Por: Alfredo Molano Bravo
La corrupción y la violencia de agentes de agentes de policía es ya proverbial. Son casos aislados, como se dice, pero son muchos y muy graves. Y tienen una larga tradición.
A la corrupción se suma la violencia del Esmad, un cuerpo especializado en imponer el desorden cuando de manifestaciones se trata. La estrategia es simple: una unidad le da un golpecito con su “bastón” a un manifestante y se arma el tropel. De ahí al desmán, al vandalismo, a la “desadaptación” —palabras del intrépido general Palomino— no hay sino un paso. Un viejo truco. El país lo vio en los paros agrarios y campesinos —que no son los mismos—. El Esmad ataca sin piedad, siembra el desorden para obligar a la gente a desbandarse y ahí comienza el terror.

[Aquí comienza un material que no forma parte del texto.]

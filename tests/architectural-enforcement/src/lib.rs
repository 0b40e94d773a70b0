//! Architectural Enforcement Integration Tests
//!
//! This package contains integration tests that enforce architectural principles:
//! - sage-core stays free of terminal dependencies
//! - Session and chat logic remains reusable from any surface
//!
//! These tests are designed to catch violations early in the development cycle.

#![allow(dead_code)]

pub fn placeholder() {
    // Placeholder to make this a valid library
}
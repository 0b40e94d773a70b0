//! Assistant Backend Integration
//!
//! This module provides abstracted access to the remote knowledge-assistant
//! service through a common trait interface, so the chat flow can be driven
//! against the real HTTP endpoint or a test double.
//!
//! # Usage
//!
//! ```ignore
//! use sage_core::backend::{AssistantBackend, RemoteAssistant};
//!
//! let backend = RemoteAssistant::new("http://127.0.0.1:8000");
//! let reply = backend.ask("What is Sage?", credential).await?;
//! ```

mod remote;
mod traits;

pub use remote::RemoteAssistant;
pub use traits::{AskError, AskReply, AssistantBackend};
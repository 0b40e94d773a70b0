//! TOML Configuration File Support
//!
//! This module provides static configuration for Sage, supporting a TOML
//! configuration file at `~/.config/sage/config.toml`.
//!
//! The assistant base URL and the identity-provider client id are fixed
//! values: they ship as compiled-in defaults and can be pinned by the config
//! file. They are deliberately not exposed as CLI flags or environment
//! variables.
//!
//! # XDG Base Directory Compliance
//!
//! The configuration file follows the XDG Base Directory specification:
//! - `$XDG_CONFIG_HOME/sage/config.toml` (typically `~/.config/sage/config.toml`)
//!
//! # Example Configuration
//!
//! ```toml
//! [assistant]
//! base_url = "http://127.0.0.1:8000"
//!
//! [identity]
//! client_id = "25036282439-u9ilcglhdef13u5a1b7g54krufmjuetm.apps.googleusercontent.com"
//!
//! [storage]
//! dir = "/home/user/.local/share/sage"
//! ```

use std::path::PathBuf;

use serde::{Deserialize, Serialize};
use thiserror::Error;

/// Default base URL of the assistant service.
pub const DEFAULT_ASSISTANT_URL: &str = "http://127.0.0.1:8000";

/// Default client id registered with the identity provider.
pub const DEFAULT_CLIENT_ID: &str =
    "25036282439-u9ilcglhdef13u5a1b7g54krufmjuetm.apps.googleusercontent.com";

// =============================================================================
// Error Types
// =============================================================================

/// Errors that can occur when loading configuration
#[derive(Debug, Error)]
pub enum ConfigError {
    /// Failed to read config file
    #[error("Failed to read config file at {path}: {source}")]
    ReadError {
        /// The path that was attempted
        path: PathBuf,
        /// The underlying IO error
        source: std::io::Error,
    },

    /// Failed to parse TOML
    #[error("Failed to parse TOML config: {0}")]
    ParseError(#[from] toml::de::Error),

    /// No usable storage directory could be resolved
    #[error("No data directory available for session storage")]
    NoDataDir,
}

// =============================================================================
// Configuration Source Tracking
// =============================================================================

/// Tracks where the configuration came from
#[derive(Clone, Copy, Debug, PartialEq, Eq, Serialize, Deserialize)]
pub enum ConfigSource {
    /// Values from the TOML configuration file
    File,
    /// Compiled-in default values
    Default,
}

impl std::fmt::Display for ConfigSource {
    fn fmt(&self, f: &mut std::fmt::Formatter<'_>) -> std::fmt::Result {
        match self {
            Self::File => write!(f, "config file"),
            Self::Default => write!(f, "default"),
        }
    }
}

// =============================================================================
// TOML Configuration Structures
// =============================================================================

/// Assistant section of the TOML configuration
#[derive(Clone, Debug, Default, Serialize, Deserialize)]
#[serde(default)]
pub struct AssistantToml {
    /// Base URL of the assistant service
    pub base_url: Option<String>,
}

/// Identity provider section of the TOML configuration
#[derive(Clone, Debug, Default, Serialize, Deserialize)]
#[serde(default)]
pub struct IdentityToml {
    /// Client id registered with the identity provider
    pub client_id: Option<String>,
}

/// Storage section of the TOML configuration
#[derive(Clone, Debug, Default, Serialize, Deserialize)]
#[serde(default)]
pub struct StorageToml {
    /// Directory holding the persisted session entries
    pub dir: Option<PathBuf>,
}

/// Top-level TOML configuration structure
#[derive(Clone, Debug, Default, Serialize, Deserialize)]
#[serde(default)]
pub struct SageToml {
    /// Assistant configuration section
    pub assistant: AssistantToml,

    /// Identity provider configuration section
    pub identity: IdentityToml,

    /// Storage configuration section
    pub storage: StorageToml,
}

// =============================================================================
// Main Configuration Struct
// =============================================================================

/// Static configuration for Sage
///
/// Use [`Config::load`] to resolve defaults against the optional config
/// file. All values are fixed for the lifetime of the process.
#[derive(Clone, Debug)]
pub struct Config {
    /// Base URL of the assistant service (requests go to `{base}/ask`)
    pub assistant_url: String,

    /// Client id handed to the identity provider during initialization
    pub client_id: String,

    /// Directory holding the persisted session entries
    pub storage_dir: PathBuf,

    /// Path to the config file that was loaded (if any)
    pub config_file_path: Option<PathBuf>,

    /// Source of configuration values
    source: ConfigSource,
}

impl Config {
    /// Load configuration from the default config file location
    ///
    /// # Errors
    ///
    /// Returns an error if the config file exists but cannot be parsed, or
    /// if no storage directory can be resolved. A missing config file is not
    /// an error (defaults are used).
    pub fn load() -> Result<Self, ConfigError> {
        Self::load_from(default_config_path())
    }

    /// Load configuration from a specific path
    ///
    /// # Arguments
    ///
    /// * `path` - Optional path to the configuration file. If `None`, only
    ///   defaults are used.
    ///
    /// # Errors
    ///
    /// Returns an error if the specified config file cannot be read or
    /// parsed, or if no storage directory can be resolved.
    pub fn load_from(path: Option<PathBuf>) -> Result<Self, ConfigError> {
        // Start with defaults
        let mut assistant_url = DEFAULT_ASSISTANT_URL.to_string();
        let mut client_id = DEFAULT_CLIENT_ID.to_string();
        let mut storage_dir = default_storage_dir();
        let mut config_file_path = None;
        let mut source = ConfigSource::Default;

        // Try to load from file
        if let Some(ref config_path) = path {
            if config_path.exists() {
                let toml_content =
                    std::fs::read_to_string(config_path).map_err(|e| ConfigError::ReadError {
                        path: config_path.clone(),
                        source: e,
                    })?;

                let toml_config: SageToml = toml::from_str(&toml_content)?;
                if let Some(url) = toml_config.assistant.base_url {
                    assistant_url = url;
                }
                if let Some(id) = toml_config.identity.client_id {
                    client_id = id;
                }
                if toml_config.storage.dir.is_some() {
                    storage_dir = toml_config.storage.dir;
                }
                config_file_path = Some(config_path.clone());
                source = ConfigSource::File;

                tracing::info!(
                    path = %config_path.display(),
                    "Loaded configuration from file"
                );
            } else {
                tracing::debug!(
                    path = %config_path.display(),
                    "Config file not found, using defaults"
                );
            }
        }

        let storage_dir = storage_dir.ok_or(ConfigError::NoDataDir)?;

        Ok(Self {
            assistant_url,
            client_id,
            storage_dir,
            config_file_path,
            source,
        })
    }

    /// Get the source of this configuration
    #[must_use]
    pub fn source(&self) -> ConfigSource {
        self.source
    }
}

/// Get the default configuration file path
///
/// Returns `$XDG_CONFIG_HOME/sage/config.toml` or `~/.config/sage/config.toml`
/// if `XDG_CONFIG_HOME` is not set.
#[must_use]
pub fn default_config_path() -> Option<PathBuf> {
    dirs::config_dir().map(|p| p.join("sage").join("config.toml"))
}

/// Get the default storage directory for persisted session entries
///
/// Returns `$XDG_DATA_HOME/sage` or `~/.local/share/sage` if `XDG_DATA_HOME`
/// is not set.
#[must_use]
pub fn default_storage_dir() -> Option<PathBuf> {
    dirs::data_dir().map(|p| p.join("sage"))
}

// =============================================================================
// Tests
// =============================================================================
//! Sign-In Screen
//!
//! Drives the identity provider lifecycle and renders the sign-in card.
//! The provider client is loaded and configured incrementally from the
//! frame tick so the UI stays responsive; the button slot only ever shows
//! what the provider rendered into it. When setup fails the slot simply
//! stays empty - no error banner, no retry.
//!
//! Credentials reach the session indirectly: the user activates the
//! button and pastes a signed credential, the provider delivers it over
//! the credential channel, and [`SignInScreen::poll`] forwards it to
//! [`SessionStore::login`] verbatim.

use std::sync::Arc;
use std::time::Duration;

use crossterm::event::{KeyCode, KeyEvent, KeyModifiers};
use ratatui::style::Style;
use ratatui::Frame;
use tokio::sync::mpsc;
use unicode_width::UnicodeWidthStr;

use sage_core::{
    ButtonOptions, ButtonSlot, CredentialResponse, GoogleIdentity, IdentityProvider,
    ProviderConfig, SessionStore,
};

use crate::theme::{DIM_GRAY, SAGE_ACCENT, USER_GREEN};

/// Capacity of the provider-to-surface credential channel
const CREDENTIAL_CHANNEL_CAPACITY: usize = 8;

/// Provider setup progress, advanced one step per frame tick
enum SetupPhase {
    /// The client library still has to be fetched
    NeedLoad,
    /// Loaded; initialize and render the button next
    NeedButton,
    /// The button is rendered and credentials can arrive
    Ready,
    /// Setup failed; the slot stays empty and nothing retries
    Halted,
}

/// The sign-in screen state
pub struct SignInScreen {
    /// The identity provider behind the button
    provider: Arc<GoogleIdentity>,
    /// Client id handed to the provider during initialization
    client_id: String,
    /// Where provider setup currently stands
    setup: SetupPhase,
    /// Mount point the provider renders its button into
    slot: ButtonSlot,
    /// Receives completed sign-in credentials from the provider
    credentials: Option<mpsc::Receiver<CredentialResponse>>,
    /// Whether the credential entry field is open
    entering: bool,
    /// Credential entry buffer
    credential_input: String,
}

impl SignInScreen {
    /// Create the screen. Provider setup starts on the next frame tick.
    pub fn new(provider: Arc<GoogleIdentity>, client_id: &str) -> Self {
        Self {
            provider,
            client_id: client_id.to_string(),
            setup: SetupPhase::NeedLoad,
            slot: ButtonSlot::new(),
            credentials: None,
            entering: false,
            credential_input: String::new(),
        }
    }

    /// Advance provider setup by one step.
    ///
    /// Called from the frame tick; each step is bounded by a short timeout
    /// so a slow load cannot freeze the UI. A failed step halts setup for
    /// good.
    pub async fn advance_setup(&mut self) {
        match self.setup {
            SetupPhase::NeedLoad => {
                match tokio::time::timeout(Duration::from_millis(50), self.provider.load()).await {
                    Ok(Ok(())) => self.setup = SetupPhase::NeedButton,
                    Ok(Err(error)) => {
                        tracing::warn!(%error, "Identity provider client failed to load");
                        self.setup = SetupPhase::Halted;
                    }
                    Err(_) => {
                        // Timeout - load is idempotent, retry next frame
                    }
                }
            }
            SetupPhase::NeedButton => {
                let (tx, rx) = mpsc::channel(CREDENTIAL_CHANNEL_CAPACITY);
                let config = ProviderConfig {
                    client_id: self.client_id.clone(),
                };

                if let Err(error) = self.provider.initialize(config, tx) {
                    tracing::warn!(%error, "Identity provider could not be initialized");
                    self.setup = SetupPhase::Halted;
                    return;
                }
                if let Err(error) = self
                    .provider
                    .render_button(&mut self.slot, &ButtonOptions::default())
                {
                    tracing::warn!(%error, "Sign-in button could not be rendered");
                    self.setup = SetupPhase::Halted;
                    return;
                }

                self.credentials = Some(rx);
                self.setup = SetupPhase::Ready;
            }
            SetupPhase::Ready | SetupPhase::Halted => {}
        }
    }

    /// Forward any delivered credentials to the session.
    pub fn poll(&mut self, session: &mut SessionStore) {
        if let Some(rx) = &mut self.credentials {
            while let Ok(response) = rx.try_recv() {
                session.login(&response.credential);
            }
        }
    }

    /// Handle a key press. Returns `true` when the key was consumed.
    pub fn handle_key(&mut self, key: KeyEvent) -> bool {
        if self.entering {
            match key.code {
                KeyCode::Enter => {
                    let credential = std::mem::take(&mut self.credential_input);
                    self.entering = false;
                    if !credential.trim().is_empty() {
                        self.provider.submit_credential(credential);
                    }
                    true
                }
                KeyCode::Esc => {
                    self.credential_input.clear();
                    self.entering = false;
                    true
                }
                KeyCode::Backspace => {
                    self.credential_input.pop();
                    true
                }
                KeyCode::Char(c) if !key.modifiers.contains(KeyModifiers::CONTROL) => {
                    self.credential_input.push(c);
                    true
                }
                _ => false,
            }
        } else {
            match key.code {
                // The button only responds once the provider rendered it
                KeyCode::Enter if self.slot.is_rendered() => {
                    self.entering = true;
                    true
                }
                _ => false,
            }
        }
    }

    /// Release the provider client and the credential channel.
    ///
    /// Called when the screen is swapped out, mirroring a surface unmount.
    pub fn unmount(&mut self) {
        self.provider.unload();
        self.slot.clear();
        self.credentials = None;
    }

    /// Build the sign-in card lines, top to bottom.
    fn card_lines(&self, width: usize) -> Vec<(String, Style)> {
        let accent = Style::default().fg(SAGE_ACCENT);
        let dim = Style::default().fg(DIM_GRAY);
        let plain = Style::default();

        let mut lines: Vec<(String, Style)> = vec![
            ("Sage AI Assistant".to_string(), accent),
            (String::new(), plain),
            ("Welcome Back".to_string(), plain),
            (
                "Please sign in with Google to access the assistant".to_string(),
                dim,
            ),
            (String::new(), plain),
        ];

        // The button slot: only ever what the provider rendered
        match (&self.setup, self.slot.label()) {
            (_, Some(label)) => lines.push((label.to_string(), accent)),
            (SetupPhase::NeedLoad | SetupPhase::NeedButton, None) => {
                lines.push(("Loading sign-in...".to_string(), dim));
            }
            (SetupPhase::Ready | SetupPhase::Halted, None) => lines.push((String::new(), plain)),
        }
        lines.push((String::new(), plain));

        if self.entering {
            let mut entry = format!("Credential: {}_", self.credential_input);
            let over = entry.chars().count().saturating_sub(width);
            if over > 0 {
                entry = entry.chars().skip(over).collect();
            }
            lines.push((entry, Style::default().fg(USER_GREEN)));
            lines.push(("Enter to submit | Esc to cancel".to_string(), dim));
        } else {
            lines.push(("Secure Authentication".to_string(), plain));
            lines.push((
                "Your data is protected. We only access basic profile information.".to_string(),
                dim,
            ));
            lines.push((String::new(), plain));
            let hint = if self.slot.is_rendered() {
                "Enter to sign in | Esc to quit"
            } else {
                "Esc to quit"
            };
            lines.push((hint.to_string(), dim));
        }

        lines
    }

    /// Render the centered sign-in card.
    pub fn render(&self, frame: &mut Frame) {
        let area = frame.area();
        let buf = frame.buffer_mut();

        let width = area.width.saturating_sub(4) as usize;
        if width < 20 || area.height < 8 {
            return;
        }

        let lines = self.card_lines(width);
        let top = area.height.saturating_sub(lines.len() as u16) / 2;

        for (i, (line, style)) in lines.iter().enumerate() {
            let y = top + i as u16;
            if y >= area.height {
                break;
            }
            let line_width = line.width().min(width) as u16;
            let x = area.width.saturating_sub(line_width) / 2;
            let display: String = line.chars().take(width).collect();
            buf.set_string(area.x + x, area.y + y, &display, *style);
        }
    }
}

Los casos de ataque a manifestaciones de protesta son muchos: Pompeya, Meta; Bucaramanga; Tunja; resguardo La María, Cauca; Irra, Risaralda; Piedecuesta; Facatativá; Manizales; Villavicencio, y los casos más graves con muertos, que sin duda quedarán impunes en Tibú, Norte de Santander y Mojarras, Cauca. Hechos todos acompañados de videos que sirvieron para denunciar la brutalidad policial en concejos, asambleas, en la Cámara de Representantes y hasta en Naciones Unidas.
La opinión pública no puede olvidar —ni dejar de vigilar los procesos abiertos— el asesinato del grafitero que tiene a dos altos oficiales de policía en la cárcel y el reciente caso del Nigth Club, donde la “seguridad” del dueño del establecimiento no dejó salir a sus clientes bloqueando la única puerta de salida y la “seguridad” pública botó una bomba, de quién sabe qué, por debajo de la puerta, para quién sabe qué reacción provocar en la gente. Todo por investigar, es cierto, pero la denuncia hecha por unos “pelagatos”, como llama un general de la del tiempo.